The 37-years-old man from Los Angeles, was born biologically female but first realised he was trans around ten years ago, in 2011, but didn’t begin his transition until three years later.
Then six years later, in 2017 he found Malik, his future husband, who he married in 2019.
When they decided to have kids, Bennett stopped the testosterone hormone therapy he’d been on for several years to enable his ovaries to function.
Bennett, who has had gender reassigning surgery on the top half of his body but not on his genitalia, eventually decided that he would be comfortable trying to conceive and carrying a child.
He fell pregnant naturally soon after they started trying. He found out he was pregnant in March 2020 and the couple welcomed their son Hudson, via Cesarean section, in October 2020.
But in the process of having little Hudson, Bennett Kaspar-Williams was troubled by the constant misgendering of him by hospital staff who insisted on calling him a “mom”.
Bennett said: “I always knew it was a possibility that my body might achieve pregnancy, but it wasn’t something I ever wanted to do until I learned how to separate the function of my body from any notions of gender.

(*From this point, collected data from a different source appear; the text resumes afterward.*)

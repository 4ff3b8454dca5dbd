//! Driven port: what the consensus service needs from its collaborators.

use aleph_crypto::ThresholdCoin;

/// Supplies this process's share of the committee's common coin. A
/// narrow trait so the consensus crate does not dictate how the coin's
/// keypair is loaded or rotated.
pub trait CoinProvider: Send + Sync {
    fn coin(&self) -> &ThresholdCoin;
}
//! Error taxonomy for the sync protocol: the transport and framing half
//! of §7's categories (Malformed, Transport). Non-compliant/orphan/fork
//! verdicts belong to the arbiter and surface here only as an opaque
//! rejection once a submitted unit comes back refused.

use thiserror::Error;

#[derive(Debug, Error)]
pub enum SyncError {
    #[error("transport error: {0}")]
    Transport(#[from] std::io::Error),

    #[error("frame of {0} bytes exceeds the {1}-byte limit")]
    FrameTooLarge(usize, usize),

    #[error("malformed frame: {0}")]
    Malformed(String),

    #[error("sync phase timed out")]
    Timeout,

    #[error("peer sent a unit the arbiter rejected; session aborted")]
    PeerMisbehaved,
}

pub type SyncResult<T> = Result<T, SyncError>;
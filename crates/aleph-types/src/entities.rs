//! Core value types shared by the poset, consensus, sync, and node crates.
//!
//! ## Clusters
//!
//! - **Identity**: [`Hash`], [`Signature`], [`PublicKey`], [`ProcessId`], [`ProcessCount`]
//! - **Transactions**: [`Transaction`]
//! - **Committee**: [`CommitteeInfo`]

use serde::{Deserialize, Serialize};
use serde_with::{serde_as, Bytes};
use std::fmt;

/// A 32-byte content hash (SHA-256 over a unit's canonical fields, see the
/// wire form in the external interfaces section of the protocol spec).
pub type Hash = [u8; 32];

/// A 64-byte Ed25519 signature.
pub type Signature = [u8; 64];

/// A 32-byte Ed25519 public key.
pub type PublicKey = [u8; 32];

/// Identity of a committee member, stable for the lifetime of a run.
///
/// Process ids are dense integers in `[0, N)` where `N` is the committee
/// size; they index directly into floor vectors and prime-unit tables.
#[derive(Debug, Clone, Copy, PartialEq, Eq, PartialOrd, Ord, Hash, Serialize, Deserialize)]
pub struct ProcessId(pub u16);

impl ProcessId {
    /// Returns the raw index usable to index a `Vec` of length `N`.
    pub fn index(self) -> usize {
        self.0 as usize
    }
}

impl fmt::Display for ProcessId {
    fn fmt(&self, f: &mut fmt::Formatter<'_>) -> fmt::Result {
        write!(f, "P{}", self.0)
    }
}

impl From<u16> for ProcessId {
    fn from(value: u16) -> Self {
        ProcessId(value)
    }
}

/// Size of the committee, `N`. Fixed for the lifetime of a run (no dynamic
/// membership).
#[derive(Debug, Clone, Copy, PartialEq, Eq, Serialize, Deserialize)]
pub struct ProcessCount(pub u16);

impl ProcessCount {
    /// Maximum tolerated Byzantine faults under `N >= 3f + 1`.
    pub fn max_faults(self) -> u16 {
        (self.0 - 1) / 3
    }

    /// The `2f + 1` supermajority threshold used throughout the protocol.
    pub fn supermajority(self) -> u16 {
        2 * self.max_faults() + 1
    }

    /// Number of committee members, as `usize`.
    pub fn as_usize(self) -> usize {
        self.0 as usize
    }
}

/// An opaque client transaction. The core only ever counts and orders these;
/// it never interprets the payload. Equality and hashing are by content.
#[serde_as]
#[derive(Debug, Clone, PartialEq, Eq, Hash, Serialize, Deserialize)]
pub struct Transaction {
    #[serde_as(as = "Bytes")]
    payload: Vec<u8>,
}

impl Transaction {
    /// Wraps an opaque byte payload as a transaction.
    pub fn new(payload: Vec<u8>) -> Self {
        Transaction { payload }
    }

    /// Borrows the raw payload bytes.
    pub fn payload(&self) -> &[u8] {
        &self.payload
    }

    /// Length in bytes of the payload, used for `txs_per_unit` accounting.
    pub fn len(&self) -> usize {
        self.payload.len()
    }

    /// Returns true when the payload is empty.
    pub fn is_empty(&self) -> bool {
        self.payload.is_empty()
    }
}

/// Static description of the committee a process is running within.
#[derive(Debug, Clone, Serialize, Deserialize)]
pub struct CommitteeInfo {
    /// This process's own id.
    pub own_id: ProcessId,
    /// Total committee size, `N`.
    pub size: ProcessCount,
    /// Threshold-coin parameter; `N/3 < threshold <= N`.
    pub threshold: u16,
    /// Public keys of every committee member, indexed by `ProcessId`.
    pub public_keys: Vec<PublicKey>,
}

impl CommitteeInfo {
    /// Looks up a member's public key.
    pub fn public_key(&self, id: ProcessId) -> Option<&PublicKey> {
        self.public_keys.get(id.index())
    }

    /// Iterates over all process ids `[0, N)`.
    pub fn all_ids(&self) -> impl Iterator<Item = ProcessId> {
        (0..self.size.0).map(ProcessId)
    }
}

#[cfg(test)]
mod tests {
    use super::*;

    #[test]
    fn supermajority_matches_two_f_plus_one() {
        // N = 4, f = 1 -> threshold 3.
        let n = ProcessCount(4);
        assert_eq!(n.max_faults(), 1);
        assert_eq!(n.supermajority(), 3);
    }

    #[test]
    fn transaction_equality_is_by_content() {
        let a = Transaction::new(vec![1, 2, 3]);
        let b = Transaction::new(vec![1, 2, 3]);
        let c = Transaction::new(vec![1, 2, 4]);
        assert_eq!(a, b);
        assert_ne!(a, c);
    }
}
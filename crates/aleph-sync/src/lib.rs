//! # aleph-sync
//!
//! The pairwise three-step gossip protocol (§4.6): poset summaries,
//! the diff they drive, gossip peer selection, and the length-prefixed
//! wire framing of §6. Reads the poset through the narrow `PosetSnapshot`
//! port and hands received units onward through `UnitSink`; never holds
//! a mutable poset reference itself; `aleph-node`'s arbiter is the sole
//! mutator.

pub mod domain;
pub mod ports;
pub mod service;

pub use domain::{
    hashes_missing_from, own_summary, select_peer, validate_summary, PosetSummary, SummaryEntry,
    SyncError, SyncResult,
};
pub use ports::{DuplexStream, PosetSnapshot, SyncApi, SyncOutcome, UnitSink, UnitSource};
pub use service::SyncSession;
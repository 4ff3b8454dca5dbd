//! Driving port: what the arbiter asks of the consensus engine once a
//! level's units are admitted into the poset.

use aleph_types::Hash;
use async_trait::async_trait;

/// Timing-unit election and linear-order extraction, driven level by
/// level as the poset grows.
#[async_trait]
pub trait ConsensusApi: Send + Sync {
    /// Attempts to elect a timing unit at `level`, given the seed hash
    /// that derives the canonical candidate order for this level (the
    /// hash of the previous level's timing unit, or a fixed genesis seed
    /// for level 0). Returns the newly ordered suffix of the linear order
    /// on election; an empty vec when the decision is still undetermined
    /// or `level` was already decided.
    async fn attempt_timing_decision(&self, level: u64, seed: Hash) -> Vec<Hash>;

    /// Highest level decided so far, if any.
    async fn decided_through(&self) -> Option<u64>;

    /// The full ordered prefix extracted so far, oldest first.
    async fn linear_order(&self) -> Vec<Hash>;

    /// Whether `hash` already appears in the linear order.
    async fn is_ordered(&self, hash: Hash) -> bool;

    /// The timing unit elected at `level`, if a decision has been reached.
    /// Unit creation uses this to derive the next level's candidate-order
    /// seed without re-deriving it from the linear order.
    async fn timing_unit_at(&self, level: u64) -> Option<Hash>;
}
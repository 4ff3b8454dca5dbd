//! The unit data model (data model section of the protocol specification).

use crate::domain::floor::Floor;
use aleph_types::{Hash, ProcessId, PublicKey, Signature, Transaction};
use serde::{Deserialize, Serialize};

/// A share of a threshold-coin toss, opaque to the poset itself. The
/// consensus crate interprets the bytes; the poset only stores and
/// transmits them as part of a unit.
#[derive(Debug, Clone, PartialEq, Eq, Serialize, Deserialize)]
pub struct CoinSharePayload(pub Vec<u8>);

/// An unsigned, unhashed unit: everything a creator commits to before
/// signing. Mirrors the `PreUnit` step of assembling a unit.
#[derive(Debug, Clone, Serialize, Deserialize)]
pub struct PreUnit {
    pub creator_id: ProcessId,
    pub height: u64,
    /// Parent hashes; first parent (if any) is the creator's own
    /// predecessor.
    pub parents: Vec<Hash>,
    pub txs: Vec<Transaction>,
    pub coin_shares: Vec<CoinSharePayload>,
}

impl PreUnit {
    pub fn new_genesis(creator_id: ProcessId) -> Self {
        PreUnit {
            creator_id,
            height: 0,
            parents: Vec::new(),
            txs: Vec::new(),
            coin_shares: Vec::new(),
        }
    }

    pub fn new_child(
        creator_id: ProcessId,
        predecessor_height: u64,
        parents: Vec<Hash>,
        txs: Vec<Transaction>,
        coin_shares: Vec<CoinSharePayload>,
    ) -> Self {
        PreUnit {
            creator_id,
            height: predecessor_height + 1,
            parents,
            txs,
            coin_shares,
        }
    }

    /// Canonical byte encoding hashed (SHA-256) to produce the unit's
    /// identity, and signed to produce its signature. Field order: creator
    /// id, height, parent hashes in order, transaction count and bytes,
    /// coin-share payloads.
    pub fn canonical_bytes(&self) -> Vec<u8> {
        let mut buf = Vec::new();
        buf.extend_from_slice(&self.creator_id.0.to_be_bytes());
        buf.extend_from_slice(&self.height.to_be_bytes());
        buf.extend_from_slice(&(self.parents.len() as u32).to_be_bytes());
        for p in &self.parents {
            buf.extend_from_slice(p);
        }
        buf.extend_from_slice(&(self.txs.len() as u32).to_be_bytes());
        for tx in &self.txs {
            buf.extend_from_slice(&(tx.len() as u32).to_be_bytes());
            buf.extend_from_slice(tx.payload());
        }
        buf.extend_from_slice(&(self.coin_shares.len() as u32).to_be_bytes());
        for share in &self.coin_shares {
            buf.extend_from_slice(&(share.0.len() as u32).to_be_bytes());
            buf.extend_from_slice(&share.0);
        }
        buf
    }

    pub fn hash(&self) -> Hash {
        aleph_crypto::sha256_hash(&self.canonical_bytes())
    }
}

/// A fully-formed, signed, hashed unit as admitted into the poset. `level`
/// and `floor` are not part of the signed content (they are a pure
/// function of the poset at insertion time, not carried on the wire) but
/// are recorded on the stored `Unit` once known, so a unit fetched back
/// out of the poset is self-describing. A freshly signed, not-yet-inserted
/// unit carries the placeholder values `level: 0`, `floor: Floor::new(0)`,
/// `prime: false`; `Poset::insert` overwrites them before storing.
#[derive(Debug, Clone, Serialize, Deserialize)]
pub struct Unit {
    pub pre: PreUnit,
    pub hash: Hash,
    pub signature: Signature,
    pub level: u64,
    pub floor: Floor,
    pub prime: bool,
}

impl Unit {
    pub fn creator(&self) -> ProcessId {
        self.pre.creator_id
    }

    pub fn height(&self) -> u64 {
        self.pre.height
    }

    pub fn parents(&self) -> &[Hash] {
        &self.pre.parents
    }

    pub fn predecessor(&self) -> Option<Hash> {
        self.pre.parents.first().copied()
    }

    pub fn is_genesis(&self) -> bool {
        self.pre.parents.is_empty()
    }

    pub fn floor_slot(&self, creator: ProcessId) -> &[Hash] {
        self.floor.slot(creator)
    }

    /// Verifies hash and signature against a known public key. Does not
    /// consult the poset (no parent-existence or compliance checks here).
    pub fn verify_self_consistent(&self, public_key: &PublicKey) -> bool {
        if self.hash != self.pre.hash() {
            return false;
        }
        aleph_crypto::Ed25519PublicKey::from_bytes(*public_key)
            .map(|pk| {
                let sig = aleph_crypto::Ed25519Signature::from_bytes(self.signature);
                pk.verify(&self.hash, &sig).is_ok()
            })
            .unwrap_or(false)
    }
}

/// Signs a `PreUnit`, producing the `Unit` to be inserted and gossiped.
pub fn sign_unit(pre: PreUnit, keypair: &aleph_crypto::Ed25519KeyPair) -> Unit {
    let hash = pre.hash();
    let signature = keypair.sign(&hash).as_bytes().to_owned();
    Unit {
        pre,
        hash,
        signature,
        level: 0,
        floor: Floor::new(0),
        prime: false,
    }
}

#[cfg(test)]
mod tests {
    use super::*;

    fn tx(n: u8) -> Transaction {
        Transaction::new(vec![n; 4])
    }

    #[test]
    fn hash_changes_with_any_field() {
        let a = PreUnit::new_genesis(ProcessId(0));
        let mut b = a.clone();
        b.txs.push(tx(1));
        assert_ne!(a.hash(), b.hash());
    }

    #[test]
    fn sign_and_verify_round_trip() {
        let kp = aleph_crypto::Ed25519KeyPair::generate();
        let pre = PreUnit::new_genesis(ProcessId(0));
        let unit = sign_unit(pre, &kp);
        let pk = kp.public_key().as_bytes().to_owned();
        assert!(unit.verify_self_consistent(&pk));
    }

    #[test]
    fn tampered_unit_fails_verification() {
        let kp = aleph_crypto::Ed25519KeyPair::generate();
        let pre = PreUnit::new_genesis(ProcessId(0));
        let mut unit = sign_unit(pre, &kp);
        unit.pre.txs.push(tx(9));
        let pk = kp.public_key().as_bytes().to_owned();
        assert!(!unit.verify_self_consistent(&pk));
    }
}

“Once I learned to think of my body as a tool and not a collection of gendered stereotypes, I realized that I could both be the person I wanted to and bring a child into the world.
“No one can ever really know whether having children is possible until you try – being born with a uterus doesn’t make conceiving or carrying a certainty.
“That’s why it’s so important that we stop defining ‘womanhood’ in terms of ‘motherhood’, because it’s a false equivalency that all women can become mothers, that all mothers carry their children, or that all people who carry children are mothers.
“None of those things are universally true.”
But while in the hospital, Bennett says he was constantly misgendered, despite having a beard and a flat chest.
“The only thing that made me dysphoric about my pregnancy was the misgendering that happened to me when I was getting medical care for my pregnancy,” he said.
“The business of pregnancy – and yes, I say business, because the entire institution of pregnancy care in America is centred around selling this concept of ‘motherhood’ – is so intertwined with gender that it was hard to escape being misgendered.
“Even with a full beard, a flat chest, and a ‘male’ gender marker on all my identification, people could not help but default to calling me ‘mom’, ‘mother’, or ‘ma’am’.
“That was what made me dysphoric.
“Nothing about being pregnant felt ‘feminine’ to me – in fact, I think carrying a child, isolated due to the pandemic, and facing all the hospitals and appointments alone was the absolute toughest, bravest thing I’ve ever done.
“Nothing feels stronger than being able to say I’m a dad who created my own child.”